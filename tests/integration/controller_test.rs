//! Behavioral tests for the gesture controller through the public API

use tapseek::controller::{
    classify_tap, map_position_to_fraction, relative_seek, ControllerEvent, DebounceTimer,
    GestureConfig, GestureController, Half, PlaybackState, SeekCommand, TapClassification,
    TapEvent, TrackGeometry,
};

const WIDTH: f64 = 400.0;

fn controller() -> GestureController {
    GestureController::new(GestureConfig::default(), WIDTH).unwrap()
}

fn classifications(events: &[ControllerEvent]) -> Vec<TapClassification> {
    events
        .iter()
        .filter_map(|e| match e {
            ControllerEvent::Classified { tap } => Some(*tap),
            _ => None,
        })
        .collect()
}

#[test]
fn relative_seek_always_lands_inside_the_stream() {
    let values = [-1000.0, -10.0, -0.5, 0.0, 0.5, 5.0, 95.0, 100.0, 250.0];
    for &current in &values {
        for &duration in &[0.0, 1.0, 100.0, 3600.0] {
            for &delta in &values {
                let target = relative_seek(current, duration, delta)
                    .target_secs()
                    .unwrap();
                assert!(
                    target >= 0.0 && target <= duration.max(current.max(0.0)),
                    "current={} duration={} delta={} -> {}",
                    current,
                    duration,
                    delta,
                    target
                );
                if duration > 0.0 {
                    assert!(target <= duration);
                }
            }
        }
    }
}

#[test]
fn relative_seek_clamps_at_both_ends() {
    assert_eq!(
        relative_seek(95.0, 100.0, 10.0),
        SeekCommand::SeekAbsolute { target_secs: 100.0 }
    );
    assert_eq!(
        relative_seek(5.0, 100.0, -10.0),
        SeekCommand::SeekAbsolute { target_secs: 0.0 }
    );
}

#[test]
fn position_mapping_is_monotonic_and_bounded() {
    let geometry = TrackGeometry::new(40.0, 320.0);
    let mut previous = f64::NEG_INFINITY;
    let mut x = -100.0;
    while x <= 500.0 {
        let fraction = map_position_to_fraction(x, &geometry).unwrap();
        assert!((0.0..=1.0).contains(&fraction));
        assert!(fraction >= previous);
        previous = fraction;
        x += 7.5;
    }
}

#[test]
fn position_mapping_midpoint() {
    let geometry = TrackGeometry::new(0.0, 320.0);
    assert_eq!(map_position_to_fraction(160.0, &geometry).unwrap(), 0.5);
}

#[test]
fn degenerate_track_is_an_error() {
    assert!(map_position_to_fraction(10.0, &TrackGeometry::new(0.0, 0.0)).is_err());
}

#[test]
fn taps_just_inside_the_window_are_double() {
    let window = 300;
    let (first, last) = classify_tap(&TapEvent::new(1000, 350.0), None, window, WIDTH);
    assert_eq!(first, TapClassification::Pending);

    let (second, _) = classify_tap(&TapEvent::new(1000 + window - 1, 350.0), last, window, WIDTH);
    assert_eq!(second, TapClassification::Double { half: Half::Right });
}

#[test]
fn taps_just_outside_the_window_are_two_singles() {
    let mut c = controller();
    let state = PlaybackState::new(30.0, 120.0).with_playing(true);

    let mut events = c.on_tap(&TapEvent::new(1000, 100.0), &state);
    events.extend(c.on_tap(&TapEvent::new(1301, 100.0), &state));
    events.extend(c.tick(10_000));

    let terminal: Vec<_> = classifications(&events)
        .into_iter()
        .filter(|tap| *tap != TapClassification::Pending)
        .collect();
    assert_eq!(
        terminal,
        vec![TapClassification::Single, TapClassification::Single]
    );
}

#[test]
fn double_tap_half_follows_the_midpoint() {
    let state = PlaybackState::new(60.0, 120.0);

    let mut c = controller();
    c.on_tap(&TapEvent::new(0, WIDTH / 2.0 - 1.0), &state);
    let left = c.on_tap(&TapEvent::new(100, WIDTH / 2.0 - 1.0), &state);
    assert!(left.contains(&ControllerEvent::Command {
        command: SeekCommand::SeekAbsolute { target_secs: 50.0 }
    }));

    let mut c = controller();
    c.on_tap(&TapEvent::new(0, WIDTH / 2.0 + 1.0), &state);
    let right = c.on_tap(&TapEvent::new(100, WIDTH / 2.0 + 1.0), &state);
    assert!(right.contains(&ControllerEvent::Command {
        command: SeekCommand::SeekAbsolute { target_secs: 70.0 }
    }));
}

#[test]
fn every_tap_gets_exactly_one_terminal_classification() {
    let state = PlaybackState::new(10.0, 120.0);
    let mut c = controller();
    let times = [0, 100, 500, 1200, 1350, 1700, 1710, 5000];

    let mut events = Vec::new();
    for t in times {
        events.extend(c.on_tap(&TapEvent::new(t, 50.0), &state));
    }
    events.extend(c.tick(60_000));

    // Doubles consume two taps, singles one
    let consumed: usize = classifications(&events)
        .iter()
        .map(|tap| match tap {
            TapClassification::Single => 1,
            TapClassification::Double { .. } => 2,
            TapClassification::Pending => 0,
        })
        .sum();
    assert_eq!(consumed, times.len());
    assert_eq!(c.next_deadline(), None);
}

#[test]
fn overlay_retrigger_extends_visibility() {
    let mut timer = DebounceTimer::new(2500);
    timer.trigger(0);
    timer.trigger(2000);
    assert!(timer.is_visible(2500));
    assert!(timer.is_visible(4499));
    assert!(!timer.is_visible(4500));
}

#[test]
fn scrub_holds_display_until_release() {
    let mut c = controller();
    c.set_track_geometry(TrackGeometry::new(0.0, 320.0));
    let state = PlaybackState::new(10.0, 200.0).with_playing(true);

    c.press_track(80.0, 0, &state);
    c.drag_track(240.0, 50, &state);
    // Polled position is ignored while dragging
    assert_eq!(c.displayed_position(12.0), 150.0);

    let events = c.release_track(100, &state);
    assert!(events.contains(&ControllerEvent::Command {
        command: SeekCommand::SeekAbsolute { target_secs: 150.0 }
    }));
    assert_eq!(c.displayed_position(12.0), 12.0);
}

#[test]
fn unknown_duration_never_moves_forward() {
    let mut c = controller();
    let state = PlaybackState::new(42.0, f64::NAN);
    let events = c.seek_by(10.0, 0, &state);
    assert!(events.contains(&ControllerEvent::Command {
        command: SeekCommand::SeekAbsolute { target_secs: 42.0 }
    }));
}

^^^^

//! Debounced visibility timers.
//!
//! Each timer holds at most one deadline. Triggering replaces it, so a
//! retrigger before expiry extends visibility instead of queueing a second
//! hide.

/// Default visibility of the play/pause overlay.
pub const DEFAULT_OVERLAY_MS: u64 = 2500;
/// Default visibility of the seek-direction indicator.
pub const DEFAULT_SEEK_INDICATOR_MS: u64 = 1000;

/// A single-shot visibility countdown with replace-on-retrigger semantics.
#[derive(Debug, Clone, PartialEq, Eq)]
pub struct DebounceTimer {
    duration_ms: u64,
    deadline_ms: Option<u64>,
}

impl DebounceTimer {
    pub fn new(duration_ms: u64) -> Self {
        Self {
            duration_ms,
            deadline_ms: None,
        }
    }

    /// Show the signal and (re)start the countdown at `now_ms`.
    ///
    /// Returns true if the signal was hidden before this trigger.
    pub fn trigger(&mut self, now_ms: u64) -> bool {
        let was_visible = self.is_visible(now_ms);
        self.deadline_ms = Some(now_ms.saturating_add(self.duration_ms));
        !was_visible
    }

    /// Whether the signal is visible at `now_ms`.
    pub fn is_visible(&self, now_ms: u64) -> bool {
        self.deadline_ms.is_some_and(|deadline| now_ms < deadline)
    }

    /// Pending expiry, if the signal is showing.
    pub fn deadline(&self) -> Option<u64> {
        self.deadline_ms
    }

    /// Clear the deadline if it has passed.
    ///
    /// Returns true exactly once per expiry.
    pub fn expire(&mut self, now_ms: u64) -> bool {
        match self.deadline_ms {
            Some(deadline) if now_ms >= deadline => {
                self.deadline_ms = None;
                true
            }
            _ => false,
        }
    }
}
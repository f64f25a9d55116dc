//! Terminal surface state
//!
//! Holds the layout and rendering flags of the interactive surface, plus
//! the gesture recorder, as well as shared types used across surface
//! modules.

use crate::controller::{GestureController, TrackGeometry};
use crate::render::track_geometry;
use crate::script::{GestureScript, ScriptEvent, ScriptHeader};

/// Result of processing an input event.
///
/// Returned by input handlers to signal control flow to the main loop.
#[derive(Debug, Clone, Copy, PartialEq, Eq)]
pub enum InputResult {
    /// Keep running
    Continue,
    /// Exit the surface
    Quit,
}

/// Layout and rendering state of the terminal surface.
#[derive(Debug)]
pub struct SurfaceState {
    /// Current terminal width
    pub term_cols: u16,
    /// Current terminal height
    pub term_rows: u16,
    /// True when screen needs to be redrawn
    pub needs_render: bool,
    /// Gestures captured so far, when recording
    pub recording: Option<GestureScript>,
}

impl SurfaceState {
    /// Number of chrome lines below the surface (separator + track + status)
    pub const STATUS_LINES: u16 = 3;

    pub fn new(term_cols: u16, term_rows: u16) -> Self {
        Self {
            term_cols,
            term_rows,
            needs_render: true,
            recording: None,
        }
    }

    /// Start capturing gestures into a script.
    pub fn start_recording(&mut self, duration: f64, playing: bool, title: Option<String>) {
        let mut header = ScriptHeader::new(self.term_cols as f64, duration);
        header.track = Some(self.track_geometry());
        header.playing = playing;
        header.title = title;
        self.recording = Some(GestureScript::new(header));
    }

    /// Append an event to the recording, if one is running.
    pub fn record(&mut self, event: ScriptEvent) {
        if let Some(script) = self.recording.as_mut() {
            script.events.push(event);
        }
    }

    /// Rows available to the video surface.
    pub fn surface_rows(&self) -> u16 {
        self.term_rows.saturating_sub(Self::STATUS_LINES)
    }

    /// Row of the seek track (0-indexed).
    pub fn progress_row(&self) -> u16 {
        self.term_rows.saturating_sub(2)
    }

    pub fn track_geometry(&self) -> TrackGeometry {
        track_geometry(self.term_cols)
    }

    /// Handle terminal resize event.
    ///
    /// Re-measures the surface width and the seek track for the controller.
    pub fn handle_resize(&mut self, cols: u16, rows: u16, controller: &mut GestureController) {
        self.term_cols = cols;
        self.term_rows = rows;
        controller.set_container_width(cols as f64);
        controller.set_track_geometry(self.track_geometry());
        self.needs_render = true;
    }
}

^^^^

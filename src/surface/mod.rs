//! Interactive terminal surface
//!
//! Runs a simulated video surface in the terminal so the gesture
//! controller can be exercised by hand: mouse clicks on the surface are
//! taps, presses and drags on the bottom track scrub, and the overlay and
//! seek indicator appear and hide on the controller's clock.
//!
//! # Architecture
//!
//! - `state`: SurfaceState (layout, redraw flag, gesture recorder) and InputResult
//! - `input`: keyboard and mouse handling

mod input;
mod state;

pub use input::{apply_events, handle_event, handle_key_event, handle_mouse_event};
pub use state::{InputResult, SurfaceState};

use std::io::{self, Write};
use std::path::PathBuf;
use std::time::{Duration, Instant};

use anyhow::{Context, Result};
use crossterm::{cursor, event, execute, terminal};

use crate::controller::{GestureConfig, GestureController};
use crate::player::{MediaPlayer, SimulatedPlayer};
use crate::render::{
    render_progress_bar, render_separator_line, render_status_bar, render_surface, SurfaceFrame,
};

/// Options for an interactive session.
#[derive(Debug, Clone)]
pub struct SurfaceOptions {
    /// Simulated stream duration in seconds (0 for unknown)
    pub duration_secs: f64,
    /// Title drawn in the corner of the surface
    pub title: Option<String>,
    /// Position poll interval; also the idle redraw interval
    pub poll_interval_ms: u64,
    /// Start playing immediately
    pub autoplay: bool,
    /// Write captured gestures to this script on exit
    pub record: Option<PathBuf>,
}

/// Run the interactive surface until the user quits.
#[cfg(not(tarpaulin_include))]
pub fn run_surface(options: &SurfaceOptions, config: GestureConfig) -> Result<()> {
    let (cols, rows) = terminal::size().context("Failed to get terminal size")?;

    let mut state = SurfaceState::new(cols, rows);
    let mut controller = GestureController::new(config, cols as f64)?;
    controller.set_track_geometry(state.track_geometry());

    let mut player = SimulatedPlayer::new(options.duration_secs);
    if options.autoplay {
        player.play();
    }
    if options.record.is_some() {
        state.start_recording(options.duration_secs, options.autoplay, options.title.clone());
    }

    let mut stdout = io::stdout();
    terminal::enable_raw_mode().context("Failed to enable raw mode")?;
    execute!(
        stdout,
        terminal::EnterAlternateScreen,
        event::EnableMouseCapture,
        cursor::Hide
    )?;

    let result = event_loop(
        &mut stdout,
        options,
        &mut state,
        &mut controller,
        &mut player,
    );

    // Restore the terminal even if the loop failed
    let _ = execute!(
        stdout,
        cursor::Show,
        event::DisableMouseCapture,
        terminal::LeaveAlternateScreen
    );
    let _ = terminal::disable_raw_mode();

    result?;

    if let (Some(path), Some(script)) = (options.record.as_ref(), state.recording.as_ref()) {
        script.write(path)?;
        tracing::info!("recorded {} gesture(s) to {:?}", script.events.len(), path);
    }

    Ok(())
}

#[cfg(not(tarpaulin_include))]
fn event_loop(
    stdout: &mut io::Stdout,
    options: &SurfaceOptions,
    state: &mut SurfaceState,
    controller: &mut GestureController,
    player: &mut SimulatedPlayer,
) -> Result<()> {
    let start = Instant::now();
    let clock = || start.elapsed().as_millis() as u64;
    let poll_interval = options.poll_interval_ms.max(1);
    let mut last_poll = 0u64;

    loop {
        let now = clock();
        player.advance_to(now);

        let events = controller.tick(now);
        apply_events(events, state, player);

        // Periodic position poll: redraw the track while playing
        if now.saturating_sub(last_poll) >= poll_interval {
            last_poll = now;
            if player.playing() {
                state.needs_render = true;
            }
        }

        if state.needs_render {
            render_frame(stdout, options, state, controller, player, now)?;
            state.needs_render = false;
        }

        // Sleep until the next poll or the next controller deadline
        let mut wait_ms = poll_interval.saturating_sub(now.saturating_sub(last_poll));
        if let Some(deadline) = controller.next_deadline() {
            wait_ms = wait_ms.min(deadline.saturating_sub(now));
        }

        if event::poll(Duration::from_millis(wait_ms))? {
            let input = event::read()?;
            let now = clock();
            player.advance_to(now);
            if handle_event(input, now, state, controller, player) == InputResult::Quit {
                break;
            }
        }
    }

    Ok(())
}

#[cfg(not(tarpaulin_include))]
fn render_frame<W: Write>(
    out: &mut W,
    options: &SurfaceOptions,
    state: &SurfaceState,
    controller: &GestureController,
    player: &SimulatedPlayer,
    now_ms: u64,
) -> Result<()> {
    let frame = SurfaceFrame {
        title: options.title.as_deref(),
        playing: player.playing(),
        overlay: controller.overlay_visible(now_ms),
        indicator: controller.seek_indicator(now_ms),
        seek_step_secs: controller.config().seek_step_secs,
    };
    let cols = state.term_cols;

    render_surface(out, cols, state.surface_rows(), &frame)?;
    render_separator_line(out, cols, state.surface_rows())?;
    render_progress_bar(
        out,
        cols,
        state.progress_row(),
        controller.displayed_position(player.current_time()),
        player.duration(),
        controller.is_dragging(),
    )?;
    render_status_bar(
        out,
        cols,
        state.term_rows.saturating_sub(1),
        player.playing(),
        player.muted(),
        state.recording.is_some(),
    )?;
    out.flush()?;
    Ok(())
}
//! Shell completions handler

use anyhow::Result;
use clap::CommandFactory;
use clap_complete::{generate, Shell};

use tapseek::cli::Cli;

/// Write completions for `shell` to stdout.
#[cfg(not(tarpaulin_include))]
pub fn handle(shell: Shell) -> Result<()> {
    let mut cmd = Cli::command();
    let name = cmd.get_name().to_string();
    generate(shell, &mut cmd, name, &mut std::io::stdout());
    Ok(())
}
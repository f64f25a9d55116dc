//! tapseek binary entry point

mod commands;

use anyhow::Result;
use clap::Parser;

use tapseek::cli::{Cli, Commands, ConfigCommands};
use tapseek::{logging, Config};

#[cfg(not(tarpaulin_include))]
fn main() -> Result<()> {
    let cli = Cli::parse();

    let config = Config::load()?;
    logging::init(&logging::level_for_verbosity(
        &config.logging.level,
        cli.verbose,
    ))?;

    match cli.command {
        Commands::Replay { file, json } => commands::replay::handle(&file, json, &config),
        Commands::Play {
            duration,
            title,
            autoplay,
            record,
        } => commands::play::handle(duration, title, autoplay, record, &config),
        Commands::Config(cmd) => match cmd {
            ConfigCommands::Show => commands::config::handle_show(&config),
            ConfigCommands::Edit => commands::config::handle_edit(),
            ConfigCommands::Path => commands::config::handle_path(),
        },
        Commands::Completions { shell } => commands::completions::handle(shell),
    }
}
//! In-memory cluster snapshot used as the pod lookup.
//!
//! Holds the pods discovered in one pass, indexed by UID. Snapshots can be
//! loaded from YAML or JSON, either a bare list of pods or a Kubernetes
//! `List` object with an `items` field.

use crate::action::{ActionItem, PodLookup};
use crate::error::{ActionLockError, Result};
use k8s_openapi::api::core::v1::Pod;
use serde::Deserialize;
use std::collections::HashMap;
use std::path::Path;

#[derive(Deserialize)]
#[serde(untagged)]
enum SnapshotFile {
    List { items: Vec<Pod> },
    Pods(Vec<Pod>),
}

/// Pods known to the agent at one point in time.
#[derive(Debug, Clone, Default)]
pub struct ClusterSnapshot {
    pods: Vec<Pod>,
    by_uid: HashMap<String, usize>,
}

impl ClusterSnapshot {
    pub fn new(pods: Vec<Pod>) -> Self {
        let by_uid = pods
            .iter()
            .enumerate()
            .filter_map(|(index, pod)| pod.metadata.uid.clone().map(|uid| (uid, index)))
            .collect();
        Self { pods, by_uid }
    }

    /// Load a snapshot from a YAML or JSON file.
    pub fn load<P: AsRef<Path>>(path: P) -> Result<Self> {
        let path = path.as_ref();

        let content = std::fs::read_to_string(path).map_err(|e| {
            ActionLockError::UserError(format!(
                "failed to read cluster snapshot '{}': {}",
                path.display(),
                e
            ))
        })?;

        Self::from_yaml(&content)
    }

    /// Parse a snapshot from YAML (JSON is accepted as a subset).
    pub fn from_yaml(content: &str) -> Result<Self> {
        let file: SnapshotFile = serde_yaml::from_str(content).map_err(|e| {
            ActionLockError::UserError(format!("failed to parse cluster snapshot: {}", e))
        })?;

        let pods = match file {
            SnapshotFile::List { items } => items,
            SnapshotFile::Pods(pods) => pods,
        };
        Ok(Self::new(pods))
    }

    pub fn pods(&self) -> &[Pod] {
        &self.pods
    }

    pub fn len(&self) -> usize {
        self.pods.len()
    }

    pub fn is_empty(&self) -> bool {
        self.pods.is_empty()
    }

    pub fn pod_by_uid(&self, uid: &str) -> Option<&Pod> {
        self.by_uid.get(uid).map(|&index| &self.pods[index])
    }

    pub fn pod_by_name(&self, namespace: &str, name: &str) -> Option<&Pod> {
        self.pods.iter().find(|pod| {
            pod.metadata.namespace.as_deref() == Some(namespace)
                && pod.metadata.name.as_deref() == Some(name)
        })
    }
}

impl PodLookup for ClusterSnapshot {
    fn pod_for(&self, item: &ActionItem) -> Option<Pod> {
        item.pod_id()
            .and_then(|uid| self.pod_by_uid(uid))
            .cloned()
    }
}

^^^^

Exercise goal
How many lines in the listing contain "SurfaceFrame"? Answer with the number alone.

Answer space
2